California Gov. Gray Davis devised the program, which exempted certain plants from state environmental permitting rules, to address the state energy shortage during late 2000 and 2001. Pegasus Power Project was a 180 Mw expansion of an existing plant at a prison in San Bernardino County. The application was filed by Delta Energy June 7, 2001, and officially withdrawn Jan. 3.
“The project was withdrawn because of the company’s inability to get financing,” said Chris Davis, spokesman for the California Energy Commission. With this withdrawal, the emergency permitting project is closed, Davis said.
State officials reported 1,591 Mw of peaking plant capacity were withdrawn from consideration by the end of 2001. Two of the projects, a 99 Mw unit in Hanford, Kings County, and a 62 Mw plant at Chula Vista, San Diego County, were approved by the California Energy Commission and then withdrawn by the developers.
The electricity crisis subsided beginning last summer after conservation and the slumping economy sent the state’s demand for electricity tumbling. Imports of hydroelectric power from the Pacific Northwest into California also increased. The drought that restricted power imports from the Northwest has finally eased.

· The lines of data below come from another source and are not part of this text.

//! Line-level YAML formatting checks.
//!
//! Sub-tags:
//!
//! - `yaml[trailing-spaces]`: whitespace at the end of a line (fixable)
//! - `yaml[truthy]`: boolean spelled other than `true`/`false` (fixable)
//! - `yaml[line-length]`: line longer than `max_line_length` characters
//!
//! Runs on every line, including lines of documents that failed to parse.
//!
//! # Configuration
//!
//! ```toml
//! [rules.yaml]
//! max_line_length = 160
//! ```

use playlint_core::outline::strip_comment;
use playlint_core::{Edit, Finding, Fix, LineContext, LineRule, Rule, SourceDocument};
use regex::Regex;
use std::sync::LazyLock;

/// Rule id for yaml.
pub const NAME: &str = "yaml";

/// Legacy numeric id.
pub const ALIAS: &str = "201";

/// Default maximum line length.
pub const DEFAULT_MAX_LINE_LENGTH: usize = 160;

#[allow(clippy::expect_used)]
static TRUTHY: LazyLock<Regex> = LazyLock::new(|| {
    Regex::new(
        r"^\s*(?:-\s+)*(?:[^\s#'\x22\-{\[][^#]*?:\s+)?(yes|Yes|YES|no|No|NO|True|TRUE|False|FALSE|on|On|ON|off|Off|OFF)$",
    )
    .expect("valid truthy regex")
});

#[allow(clippy::expect_used)]
static BLOCK_SCALAR_HEADER: LazyLock<Regex> = LazyLock::new(|| {
    Regex::new(r"(?:^|[\s:])[|>][0-9+-]*$").expect("valid block scalar regex")
});

/// Line-level YAML formatting checks.
#[derive(Debug, Clone)]
pub struct Yaml {
    /// Longest allowed line, in characters.
    pub max_line_length: usize,
}

impl Default for Yaml {
    fn default() -> Self {
        Self::new()
    }
}

impl Yaml {
    /// Creates a new rule with default settings.
    #[must_use]
    pub fn new() -> Self {
        Self {
            max_line_length: DEFAULT_MAX_LINE_LENGTH,
        }
    }

    /// Sets the longest allowed line.
    #[must_use]
    pub fn max_line_length(mut self, max: usize) -> Self {
        self.max_line_length = max;
        self
    }

    fn trailing_spaces(ctx: &LineContext<'_>) -> Option<Finding> {
        let kept = ctx.text.trim_end().len();
        if kept == ctx.text.len() {
            return None;
        }
        let range = ctx.range.start + kept..ctx.range.end;
        Some(
            Finding::new("trailing spaces")
                .sub_tag("trailing-spaces")
                .at(range.clone())
                .with_fix(Fix::new("remove trailing spaces", Edit::delete(range))),
        )
    }

    fn truthy(ctx: &LineContext<'_>) -> Option<Finding> {
        let code = strip_comment(ctx.text);
        let value = TRUTHY.captures(code)?.get(1)?;
        if in_block_scalar(ctx.document, ctx.line) {
            return None;
        }
        let replacement = match value.as_str().to_ascii_lowercase().as_str() {
            "yes" | "true" | "on" => "true",
            _ => "false",
        };
        let range = ctx.range.start + value.start()..ctx.range.start + value.end();
        Some(
            Finding::new(format!(
                "truthy value should be one of [false, true], found '{}'",
                value.as_str()
            ))
            .sub_tag("truthy")
            .at(range.clone())
            .with_fix(Fix::new(
                format!("use '{replacement}'"),
                Edit::replace(range, replacement),
            )),
        )
    }

    fn line_length(&self, ctx: &LineContext<'_>) -> Option<Finding> {
        let length = ctx.text.chars().count();
        if length <= self.max_line_length {
            return None;
        }
        // Long unbreakable words such as URLs cannot be wrapped.
        let content = ctx.text.trim_start().trim_start_matches("- ").trim_end();
        let value = match content.split_once(": ") {
            Some((key, value)) if !key.contains(char::is_whitespace) => value.trim_start(),
            _ => content,
        };
        if !value.contains(char::is_whitespace) {
            return None;
        }
        let start = ctx
            .text
            .char_indices()
            .nth(self.max_line_length)
            .map_or(ctx.range.end, |(i, _)| ctx.range.start + i);
        Some(
            Finding::new(format!(
                "line too long ({length} > {} characters)",
                self.max_line_length
            ))
            .sub_tag("line-length")
            .at(start..ctx.range.end),
        )
    }
}

impl Rule for Yaml {
    fn id(&self) -> &'static str {
        NAME
    }

    fn description(&self) -> &'static str {
        "Violations reported by YAML formatting checks"
    }

    fn aliases(&self) -> &'static [&'static str] {
        &[ALIAS]
    }

    fn tags(&self) -> &'static [&'static str] {
        &["formatting", "yaml"]
    }

    fn profile(&self) -> Option<&'static str> {
        Some("basic")
    }

    fn fixable(&self) -> bool {
        true
    }
}

impl LineRule for Yaml {
    fn check_line(&self, ctx: &LineContext<'_>) -> Vec<Finding> {
        [
            Self::trailing_spaces(ctx),
            Self::truthy(ctx),
            self.line_length(ctx),
        ]
        .into_iter()
        .flatten()
        .collect()
    }
}

/// Column of the first character after indentation and `- ` markers.
fn key_indent(text: &str) -> usize {
    let mut rest = text;
    loop {
        let trimmed = rest.trim_start_matches(' ');
        match trimmed.strip_prefix("- ") {
            Some(after) => rest = after,
            None => return text.len() - trimmed.len(),
        }
    }
}

/// Returns true if `line` is content of a `|` or `>` block scalar.
fn in_block_scalar(document: &SourceDocument, line: usize) -> bool {
    let text = document.line_text(line);
    if text.trim().is_empty() {
        return false;
    }
    let mut limit = text.len() - text.trim_start_matches(' ').len();
    for above in (1..line).rev() {
        let candidate = document.line_text(above);
        if candidate.trim().is_empty() {
            continue;
        }
        let depth = key_indent(candidate);
        if depth >= limit {
            continue;
        }
        if BLOCK_SCALAR_HEADER.is_match(strip_comment(candidate)) {
            return true;
        }
        if depth == 0 {
            return false;
        }
        limit = depth;
    }
    false
}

Spot electricity prices have also declined in California to the low $20/Mw-hr range, compared to $100/Mw-hr plus this time last year. Forward electricity prices are forecast to remain low which is affecting the availability of capital for power projects.
Peaking plants are typically simple cycle power plants that can be constructed in a relatively small area, do not require water for cooling, and can be readily connected to the existing transmission and natural gas system. The governor’s program directed the energy commission to process applications if all paperwork was submitted within 21days. The projects approved under the program were exempt from the requirements of the California Environmental Quality Act.
“We licensed 683 Mw of peakers with this program. All of this will be on line by the end of January,” Davis said. “By 2003, we should be in fine shape.”
Davis noted the California Independent System Operator said electricity supplies could be tight in May, if plants performing scheduled maintenance don’t come back on line as planned and a heat wave hits early.